# NCEES problem 107



## PEin2010 (Oct 25, 2010)

Can someone break down this problem for me - NCEES problem #107?

I understand what they have done in the solution to arrive at the answer of ©, but I would really appreciate it if someone can break down the thought process to me, in case of a similar problem in the exam.

a water content is given, dry densities of borrow pit and compacted soil are given...I was trying to build the table of mass-volume relations and it was taking me much longer and I still didn't arrive at the correct answer. The way they have solved it seems to be much simpler.

Thanks.


----------



## littlebig (Oct 25, 2010)

Good question. I forgot exactly how the question is asked. But don't use the mass diagram on this. Just use the 3 phase relationship of soil, for the borrow pit and fill. Hope it helps.


----------



## chess5329 (Oct 25, 2010)

littlebig said:


> Good question. I forgot exactly how the question is asked. But don't use the mass diagram on this. Just use the 3 phase relationship of soil, for the borrow pit and fill.
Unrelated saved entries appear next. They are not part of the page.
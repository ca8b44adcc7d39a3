//! Value types for pricing and estimation.
//!
//! Everything here is an immutable input or output of a single estimate call.
//! Nothing is cached or identified; a new estimate is computed on every change.

use rust_decimal::Decimal;
use rust_decimal_macros::dec;
use serde::{Deserialize, Serialize};

/// Throughput used when a service has no specific capacity classification.
pub const DEFAULT_CAPACITY_PER_WORKER_HOUR: Decimal = dec!(50);

/// How a service turns customer input into a job.
#[derive(Debug, Clone, Copy, PartialEq, Eq, Default, Serialize, Deserialize)]
#[serde(rename_all = "kebab-case")]
pub enum ServiceCategory {
    /// Priced per square metre of floor or surface.
    #[default]
    GeneralArea,
    /// Priced per hour from stairwell and floor counts.
    Staircase,
    /// Priced per kilogram of laundry.
    LaundryByWeight,
    /// Priced per item at a fixed catalog price.
    FixedPriceCatalog,
}

/// Capacity classification assigned to a service when it is cataloged.
///
/// Unknown slugs parse to [`ServiceCategoryTag::Generic`], so anything
/// unclassified falls back to the default capacity.
#[derive(Debug, Clone, Copy, PartialEq, Eq, Hash, Serialize, Deserialize)]
#[serde(rename_all = "kebab-case", from = "String")]
pub enum ServiceCategoryTag {
    Staircase,
    FloorCare,
    Window,
    Furniture,
    Generic,
}

impl ServiceCategoryTag {
    pub const ALL: [ServiceCategoryTag; 5] = [
        ServiceCategoryTag::Staircase,
        ServiceCategoryTag::FloorCare,
        ServiceCategoryTag::Window,
        ServiceCategoryTag::Furniture,
        ServiceCategoryTag::Generic,
    ];

    /// Units (square metres, items, ...) one worker handles per hour.
    pub const fn capacity_per_worker_hour(self) -> Decimal {
        match self {
            ServiceCategoryTag::Staircase => dec!(50),
            ServiceCategoryTag::FloorCare => dec!(60),
            ServiceCategoryTag::Window => dec!(40),
            ServiceCategoryTag::Furniture => dec!(30),
            ServiceCategoryTag::Generic => DEFAULT_CAPACITY_PER_WORKER_HOUR,
        }
    }

    pub const fn as_str(self) -> &'static str {
        match self {
            ServiceCategoryTag::Staircase => "staircase",
            ServiceCategoryTag::FloorCare => "floor-care",
            ServiceCategoryTag::Window => "window",
            ServiceCategoryTag::Furniture => "furniture",
            ServiceCategoryTag::Generic => "generic",
        }
    }

    pub fn from_slug(slug: &str) -> Self {
        let slug = slug.trim();
        Self::ALL
            .into_iter()
            .find(|tag| tag.as_str().eq_ignore_ascii_case(slug))
            .unwrap_or(ServiceCategoryTag::Generic)
    }
}

impl From<String> for ServiceCategoryTag {
    fn from(value: String) -> Self {
        Self::from_slug(&value)
    }
}

impl std::fmt::Display for ServiceCategoryTag {
    fn fmt(&self, f: &mut std::fmt::Formatter<'_>) -> std::fmt::Result {
        f.write_str(self.as_str())
    }
}

/// Input for area, weight or item based jobs.
#[derive(Debug, Clone, PartialEq, Serialize, Deserialize)]
pub struct JobRequest {
    #[serde(default)]
    pub service_category: ServiceCategory,
    /// Area in m², weight in kg, or item count depending on the service.
    pub quantity: Decimal,
    pub worker_count: i32,
    pub capacity_per_worker_hour: Decimal,
    pub price_per_unit: Decimal,
}

/// Input for staircase cleaning, priced from building geometry.
#[derive(Debug, Clone, PartialEq, Eq, Serialize, Deserialize)]
pub struct StaircaseJobRequest {
    pub stairwell_count: i32,
    pub floors_per_stairwell: i32,
    pub worker_count: i32,
    #[serde(default)]
    pub has_elevator: bool,
}

/// Estimated duration and price of a job, rounded for display.
#[derive(Debug, Clone, PartialEq, Eq, Serialize)]
pub struct JobEstimate {
    /// Labor time in hours, one decimal.
    #[serde(with = "rust_decimal::serde::str")]
    pub hours: Decimal,
    #[serde(with = "rust_decimal::serde::str")]
    pub price_with_surcharge: Decimal,
    #[serde(with = "rust_decimal::serde::str")]
    pub price_before_surcharge: Decimal,
    /// Only staircase estimates report the derived area.
    #[serde(
        with = "rust_decimal::serde::str_option",
        skip_serializing_if = "Option::is_none"
    )]
    pub total_area: Option<Decimal>,
}

impl JobEstimate {
    pub fn surcharge(&self) -> Decimal {
        self.price_with_surcharge - self.price_before_surcharge
    }
}
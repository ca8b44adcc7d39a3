//! Static service catalog.
//!
//! Every service carries its [`ServiceCategory`] and [`ServiceCategoryTag`]
//! from the moment it is listed here. Nothing downstream looks at titles to
//! decide how a service is priced.

use rust_decimal::Decimal;
use rust_decimal_macros::dec;
use serde::Serialize;

use super::calculators::STAIRCASE_HOURLY_RATE;
use super::models::{JobRequest, ServiceCategory, ServiceCategoryTag};

/// Currency all catalog prices are quoted in.
pub const CURRENCY: &str = "SEK";

/// Unit a service's price applies to.
#[derive(Debug, Clone, Copy, PartialEq, Eq, Serialize)]
pub enum ServiceUnit {
    #[serde(rename = "m2")]
    SquareMetre,
    #[serde(rename = "kg")]
    Kilogram,
    #[serde(rename = "st")]
    Item,
    #[serde(rename = "h")]
    Hour,
}

/// A bookable service as presented on the site.
#[derive(Debug, Clone, Serialize)]
pub struct CatalogService {
    pub slug: &'static str,
    pub title: &'static str,
    pub description: &'static str,
    pub category: ServiceCategory,
    pub tag: ServiceCategoryTag,
    pub unit: ServiceUnit,
    #[serde(with = "rust_decimal::serde::str")]
    pub price_per_unit: Decimal,
}

impl CatalogService {
    pub fn capacity_per_worker_hour(&self) -> Decimal {
        self.tag.capacity_per_worker_hour()
    }

    /// Build an estimation request for `quantity` units of this service.
    pub fn job_request(&self, quantity: Decimal, worker_count: i32) -> JobRequest {
        JobRequest {
            service_category: self.category,
            quantity,
            worker_count,
            capacity_per_worker_hour: self.capacity_per_worker_hour(),
            price_per_unit: self.price_per_unit,
        }
    }
}

static CATALOG: [CatalogService; 7] = [
    CatalogService {
        slug: "kontorsstadning",
        title: "Kontorsstädning",
        description: "Regular cleaning of offices and shared workspaces.",
        category: ServiceCategory::GeneralArea,
        tag: ServiceCategoryTag::Generic,
        unit: ServiceUnit::SquareMetre,
        price_per_unit: dec!(25),
    },
    CatalogService {
        slug: "golvvard",
        title: "Golvvård",
        description: "Stripping, polishing and sealing of hard floors.",
        category: ServiceCategory::GeneralArea,
        tag: ServiceCategoryTag::FloorCare,
        unit: ServiceUnit::SquareMetre,
        price_per_unit: dec!(35),
    },
    CatalogService {
        slug: "fonsterputs",
        title: "Fönsterputs",
        description: "Inside and outside window cleaning, frames included.",
        category: ServiceCategory::GeneralArea,
        tag: ServiceCategoryTag::Window,
        unit: ServiceUnit::SquareMetre,
        price_per_unit: dec!(30),
    },
    CatalogService {
        slug: "trappstadning",
        title: "Trappstädning",
        description: "Stairwell cleaning for residential and commercial buildings.",
        category: ServiceCategory::Staircase,
        tag: ServiceCategoryTag::Staircase,
        unit: ServiceUnit::Hour,
        price_per_unit: STAIRCASE_HOURLY_RATE,
    },
    CatalogService {
        slug: "mobeltvatt",
        title: "Möbeltvätt",
        description: "Deep cleaning of upholstered chairs and sofas.",
        category: ServiceCategory::FixedPriceCatalog,
        tag: ServiceCategoryTag::Furniture,
        unit: ServiceUnit::Item,
        price_per_unit: dec!(450),
    },
    CatalogService {
        slug: "mattvatt",
        title: "Mattvätt",
        description: "Pickup, washing and delivery of entrance mats and rugs.",
        category: ServiceCategory::FixedPriceCatalog,
        tag: ServiceCategoryTag::Generic,
        unit: ServiceUnit::Item,
        price_per_unit: dec!(250),
    },
    CatalogService {
        slug: "arbetsklader",
        title: "Tvätt av arbetskläder",
        description: "Weekly laundry of workwear and textiles, priced by weight.",
        category: ServiceCategory::LaundryByWeight,
        tag: ServiceCategoryTag::Generic,
        unit: ServiceUnit::Kilogram,
        price_per_unit: dec!(45),
    },
];

/// All services in display order.
pub fn catalog() -> &'static [CatalogService] {
    &CATALOG
}

pub fn find_service(slug: &str) -> Option<&'static CatalogService> {
    CATALOG.iter().find(|service| service.slug == slug)
}

#[cfg(test)]
mod tests {
    use super::*;
    use std::collections::HashSet;

    #[test]
    fn test_slugs_are_unique() {
        let slugs: HashSet<_> = catalog().iter().map(|s| s.slug).collect();
        assert_eq!(slugs.len(), catalog().len());
    }

    #[test]
    fn test_find_service() {
        let service = find_service("fonsterputs").unwrap();
        assert_eq!(service.tag, ServiceCategoryTag::Window);
        assert_eq!(service.capacity_per_worker_hour(), dec!(40));
        assert!(find_service("Fönsterputs").is_none());
        assert!(find_service("").is_none());
    }

    #[test]
    fn test_every_category_is_offered() {
        for category in [
            ServiceCategory::GeneralArea,
            ServiceCategory::Staircase,
            ServiceCategory::LaundryByWeight,
            ServiceCategory::FixedPriceCatalog,
        ] {
            assert!(catalog().iter().any(|s| s.category == category), "{category:?}");
        }
    }

    #[test]
    fn test_job_request_uses_tag_capacity() {
        let request = find_service("golvvard").unwrap().job_request(dec!(120), 2);
        assert_eq!(request.capacity_per_worker_hour, dec!(60));
        assert_eq!(request.price_per_unit, dec!(35));
        assert_eq!(request.worker_count, 2);
        assert_eq!(request.service_category, ServiceCategory::GeneralArea);
    }
}
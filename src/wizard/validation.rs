//! Field validation shared by the booking and partner forms.

use serde::{Deserialize, Serialize};

/// A single problem with a form field.
#[derive(Debug, Clone, PartialEq, Eq, Serialize)]
pub struct FieldError {
    pub field: &'static str,
    pub message: String,
}

impl FieldError {
    pub fn new(field: &'static str, message: impl Into<String>) -> Self {
        Self {
            field,
            message: message.into(),
        }
    }
}

/// Who to get back to about a booking or application.
#[derive(Debug, Clone, Default, PartialEq, Eq, Serialize, Deserialize)]
#[serde(default)]
pub struct ContactDetails {
    pub name: String,
    pub email: String,
    pub phone: String,
}

impl ContactDetails {
    /// Validate all contact fields; `prefix` namespaces the field names.
    pub fn validate(&self, errors: &mut Vec<FieldError>, prefix: ContactFields) {
        require(errors, prefix.name, &self.name);
        if !is_valid_email(&self.email) {
            errors.push(FieldError::new(prefix.email, "Enter a valid e-mail address"));
        }
        if !is_valid_phone(&self.phone) {
            errors.push(FieldError::new(prefix.phone, "Enter a valid phone number"));
        }
    }
}

/// Field names reported for a [`ContactDetails`] block.
#[derive(Debug, Clone, Copy)]
pub struct ContactFields {
    pub name: &'static str,
    pub email: &'static str,
    pub phone: &'static str,
}

pub fn require(errors: &mut Vec<FieldError>, field: &'static str, value: &str) {
    if value.trim().is_empty() {
        errors.push(FieldError::new(field, "Required"));
    }
}

pub fn is_valid_email(value: &str) -> bool {
    let value = value.trim();
    if value.chars().any(char::is_whitespace) {
        return false;
    }
    let Some((local, domain)) = value.split_once('@') else {
        return false;
    };
    if local.is_empty() || domain.contains('@') {
        return false;
    }
    match domain.rsplit_once('.') {
        Some((host, tld)) => !host.is_empty() && !host.starts_with('.') && tld.len() >= 2,
        None => false,
    }
}

/// Digits with optional spaces, dashes, parentheses and a leading `+`;
/// between 7 and 15 digits in total.
pub fn is_valid_phone(value: &str) -> bool {
    let value = value.trim();
    let body = value.strip_prefix('+').unwrap_or(value);
    if !body
        .chars()
        .all(|c| c.is_ascii_digit() || matches!(c, ' ' | '-' | '(' | ')'))
    {
        return false;
    }
    let digits = body.chars().filter(char::is_ascii_digit).count();
    (7..=15).contains(&digits)
}

/// Swedish organisation number: `NNNNNN-NNNN` or ten digits.
pub fn is_valid_org_number(value: &str) -> bool {
    let value = value.trim();
    let digits: String = match value.split_once('-') {
        Some((head, tail)) if head.len() == 6 && tail.len() == 4 => format!("{head}{tail}"),
        Some(_) => return false,
        None => value.to_string(),
    };
    digits.len() == 10 && digits.chars().all(|c| c.is_ascii_digit())
}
Hope it helps.


See if this helps:

Always separate the control volume and the Borrow volume:

Borrow site volume: Dry density=116 lb/ft3 and has 14% of optimum water content so, this is the optimum moisture that we want in the construction embankment but, when you hauling to the site the soil arrives with only 9% of moisture so you have to add the other 5% of water to make it optimum.

Control Volume is the 500,000 yd3 of compacted soil with a MDD=90% and has to be with a w=14%, so far we have:

500,000 yd3=13,500,00 ft3(116)(.90)(.05)=70,470,000 lb (1 gal/8.33 lb)=8,460,000 gal of water that you need to add. answear C)

I hope this help you!


----------